WORK INSTRUCTION – Please reproduce the entries below exactly, starting at the first line and ending with the line that holds "so that other".

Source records
::::::
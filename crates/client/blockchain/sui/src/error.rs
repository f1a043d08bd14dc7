//! Error types for the Sui integration.

use thiserror::Error;

/// Keystore entry rejected before any use of the key.
#[derive(Debug, Clone, PartialEq, Eq, Error)]
pub enum KeyFormatError {
    #[error("keystore entry {0} is not set")]
    Missing(String),

    #[error("keystore entry is not valid base64: {0}")]
    Base64(String),

    #[error("keystore entry must decode to {expected} bytes, got {actual}")]
    Length { expected: usize, actual: usize },

    #[error("unsupported key scheme flag {0:#04x}, expected 0x00 (ed25519)")]
    Scheme(u8),
}

/// Deployment configuration rejected at startup.
#[derive(Debug, Clone, PartialEq, Eq, Error)]
pub enum SuiError {
    #[error("Invalid configuration: {0}")]
    InvalidConfig(String),
}

pub type Result<T> = std::result::Result<T, SuiError>;
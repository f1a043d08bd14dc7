//! Worker tasks that back the turn protocol.
//!
//! Proving is CPU-bound and runs on tokio's blocking pool so that other
//! player tasks keep polling the ledger while a proof is generated.

mod metrics;
mod prover;

pub use metrics::ProofMetrics;
pub use prover::ProverWorker;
::::::
EXPECTED ANSWER –
filename crates/client/blockchain/sui/src/error.rs
repository f1a043d08bd14dc7
//! Error types for the Sui integration.

use thiserror::Error;

/// Keystore entry rejected before any use of the key.
#[derive(Debug, Clone, PartialEq, Eq, Error)]
pub enum KeyFormatError {
    #[error("keystore entry {0} is not set")]
    Missing(String),

    #[error("keystore entry is not valid base64: {0}")]
    Base64(String),

    #[error("keystore entry must decode to {expected} bytes, got {actual}")]
    Length { expected: usize, actual: usize },

    #[error("unsupported key scheme flag {0:#04x}, expected 0x00 (ed25519)")]
    Scheme(u8),
}

/// Deployment configuration rejected at startup.
#[derive(Debug, Clone, PartialEq, Eq, Error)]
pub enum SuiError {
    #[error("Invalid configuration: {0}")]
    InvalidConfig(String),
}

pub type Result<T> = std::result::Result<T, SuiError>;
repository f1a043d08bd14dc7
//! Worker tasks that back the turn protocol.
//!
//! Proving is CPU-bound and runs on tokio's blocking pool so that other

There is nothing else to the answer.